FilmCrave
- Available in: English
- Founded: August 2007
- Owners: ImaJAN Media, LLC
- Key people: Alex Olson, Nick Barry, Chris Kavan
- Website: FilmCrave.com
- Registration: Optional
- Current status: Active

= FilmCrave =

FilmCrave is an online movie social network that allows users to write movie reviews, share movie lists, watch trailers and interact with other members. Founded by three college friends in February 2007, the site was launched in August 2007. FilmCrave is privately owned and funded by ImaJAN Media LLC, Missouri.

==Rankings and lists==
FilmCrave’s users rate movies on a 0.5 – 4 star scale. These ratings help to determine the overall "rankings" of movies.
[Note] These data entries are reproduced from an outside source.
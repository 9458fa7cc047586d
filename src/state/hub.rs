//! Registry of live display connections and the broadcast fan-out.

use axum::extract::ws::Message;
use dashmap::DashMap;
use tokio::sync::mpsc;
use tracing::{debug, warn};
use uuid::Uuid;

use crate::dto::ws::{DeliveryMode, SnapshotPayload};

/// Outbound frames buffered per viewer before it counts as stalled.
pub const VIEWER_BUFFER: usize = 32;

#[derive(Clone)]
/// Handle used to push snapshots to a connected display.
pub struct ViewerConnection {
    pub id: Uuid,
    pub mode: DeliveryMode,
    pub tx: mpsc::Sender<Message>,
}

/// Set of live viewer connections, keyed by connection id.
///
/// Mutation is safe from within a broadcast's own iteration: the sender list
/// is snapshotted before any send happens.
#[derive(Default)]
pub struct ViewerHub {
    viewers: DashMap<Uuid, ViewerConnection>,
}

impl ViewerHub {
    pub fn new() -> Self {
        Self::default()
    }

    /// Record an established connection under its id.
    pub fn register(&self, connection: ViewerConnection) {
        debug!(id = %connection.id, mode = ?connection.mode, "viewer registered");
        self.viewers.insert(connection.id, connection);
    }

    /// Remove a connection. A no-op when the id is already gone.
    pub fn deregister(&self, id: &Uuid) {
        if self.viewers.remove(id).is_some() {
            debug!(id = %id, "viewer deregistered");
        }
    }

    /// Number of currently registered viewers.
    pub fn len(&self) -> usize {
        self.viewers.len()
    }

    pub fn is_empty(&self) -> bool {
        self.viewers.is_empty()
    }

    /// Push the mode-appropriate projection of `snapshot` to every viewer.
    ///
    /// Best effort: a viewer whose channel is closed or whose buffer is full
    /// (a stalled display that stopped draining) is dropped from the
    /// registry and delivery continues with the rest. Each projection is
    /// serialized once per broadcast, not once per viewer.
    pub fn broadcast(&self, snapshot: &SnapshotPayload) {
        if self.viewers.is_empty() {
            return;
        }

        let full = render(snapshot, DeliveryMode::Full);
        let queue_only = render(snapshot, DeliveryMode::QueueOnly);

        let recipients: Vec<ViewerConnection> = self
            .viewers
            .iter()
            .map(|entry| entry.value().clone())
            .collect();

        for viewer in recipients {
            let frame = match viewer.mode {
                DeliveryMode::Full => full.clone(),
                DeliveryMode::QueueOnly => queue_only.clone(),
            };
            let Some(frame) = frame else { continue };

            if viewer.tx.try_send(frame).is_err() {
                warn!(id = %viewer.id, "viewer gone or backlogged, pruning connection");
                self.viewers.remove(&viewer.id);
            }
        }
    }
}

/// Serialize the projection of a snapshot for the given delivery mode.
///
/// Returns `None` when serialization fails, which is logged and treated as a
/// skipped delivery rather than an error.
pub fn render(snapshot: &SnapshotPayload, mode: DeliveryMode) -> Option<Message> {
    let serialized = match mode {
        DeliveryMode::Full => serde_json::to_string(snapshot),
        DeliveryMode::QueueOnly => serde_json::to_string(&snapshot.queue_only()),
    };
    match serialized {
        Ok(text) => Some(Message::Text(text.into())),
        Err(err) => {
            warn!(error = %err, "failed to serialize snapshot");
            None
        }
    }
}

#[cfg(test)]
mod tests {
    use super::*;
    use indexmap::IndexMap;

    fn empty_snapshot() -> SnapshotPayload {
        SnapshotPayload {
            queue_list: Vec::new(),
            ranking_lists: IndexMap::new(),
        }
    }

    fn connect(hub: &ViewerHub, mode: DeliveryMode) -> (Uuid, mpsc::Receiver<Message>) {
        connect_with_buffer(hub, mode, VIEWER_BUFFER)
    }

    fn connect_with_buffer(
        hub: &ViewerHub,
        mode: DeliveryMode,
        buffer: usize,
    ) -> (Uuid, mpsc::Receiver<Message>) {
        let (tx, rx) = mpsc::channel(buffer);
        let id = Uuid::new_v4();
        hub.register(ViewerConnection { id, mode, tx });
        (id, rx)
    }

    #[test]
    fn deregister_of_unknown_id_is_noop() {
        let hub = ViewerHub::new();
        hub.deregister(&Uuid::new_v4());
        assert!(hub.is_empty());
    }

    #[test]
    fn broadcast_reaches_every_registered_viewer() {
        let hub = ViewerHub::new();
        let (_, mut rx_a) = connect(&hub, DeliveryMode::Full);
        let (_, mut rx_b) = connect(&hub, DeliveryMode::QueueOnly);

        hub.broadcast(&empty_snapshot());

        assert!(rx_a.try_recv().is_ok());
        assert!(rx_b.try_recv().is_ok());
    }

    #[test]
    fn queue_only_viewer_never_sees_rankings() {
        let hub = ViewerHub::new();
        let (_, mut rx) = connect(&hub, DeliveryMode::QueueOnly);

        hub.broadcast(&empty_snapshot());

        let Ok(Message::Text(text)) = rx.try_recv() else {
            panic!("expected a text frame");
        };
        let value: serde_json::Value = serde_json::from_str(&text).unwrap();
        assert!(value.get("ranking_lists").is_none());
        assert!(value.get("queue_list").is_some());
    }

    #[test]
    fn failed_send_prunes_viewer_and_delivery_continues() {
        let hub = ViewerHub::new();
        let (_, rx_dead) = connect(&hub, DeliveryMode::Full);
        drop(rx_dead);
        let (_, mut rx_live) = connect(&hub, DeliveryMode::Full);

        hub.broadcast(&empty_snapshot());

        assert_eq!(hub.len(), 1);
        assert!(rx_live.try_recv().is_ok());
    }

    #[test]
    fn stalled_viewer_with_full_backlog_is_pruned() {
        let hub = ViewerHub::new();
        let (_, mut rx) = connect_with_buffer(&hub, DeliveryMode::Full, 1);

        hub.broadcast(&empty_snapshot());
        hub.broadcast(&empty_snapshot());

        assert!(hub.is_empty());
        // The frame that fit is still deliverable.
        assert!(rx.try_recv().is_ok());
        assert!(rx.try_recv().is_err());
    }
}
use axum::{
    Router,
    extract::{Query, State, WebSocketUpgrade},
    response::IntoResponse,
    routing::get,
};

use crate::{dto::ws::WsQuery, services::websocket_service, state::SharedState};

#[utoipa::path(
    get,
    path = "/queue/ws",
    tag = "displays",
    params(("mode" = Option<String>, Query, description = "Delivery mode: `full` (default) or `queue-only`")),
    responses((status = 101, description = "Switching protocols to WebSocket"))
)]
/// Upgrade the HTTP connection into a live display session.
pub async fn ws_handler(
    State(state): State<SharedState>,
    Query(query): Query<WsQuery>,
    ws: WebSocketUpgrade,
) -> impl IntoResponse {
    let shared_state = state.clone();
    ws.on_upgrade(move |socket| websocket_service::handle_socket(shared_state, socket, query.mode))
}

/// Configure the WebSocket endpoint.
pub fn router() -> Router<SharedState> {
    Router::<SharedState>::new().route("/queue/ws", get(ws_handler))
}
Users can also add movies to specific lists such as the "Top Movies of All time" and "Top Action Films". User rankings on these lists are factored into FilmCrave’s "Top Movie" lists. The site also features similar lists related to new DVD and Blu-ray releases.

==Critical reception==
Terrence Russell of VentureBeat says that FilmCrave has "made a name for itself as the social network for movie buffs". CNET's Don Reisinger lists FilmCrave as a social network for movie buffs where you can "find other members who might have similar movie tastes by comparing their reviews to yours." FilmCrave was listed as an alternative to Facebook by AOL's "Switched", as "FilmCrave's biggest appeal is its simplicity." Mashable has described FilmCrave as a "fun movie rating and review social site that rewards users for participation", selecting it for their "Best Niche and Miscellaneous Social Networks" award in 2007. The site took second place in the "Most Innovative" category in the 2008 StartupNation Home-Based 100 awards.

==Syndication==
Filmcrave launched an API web service in March 2009 that allows other movie websites to access the site's reviews, ratings, cast, plots and other movie data.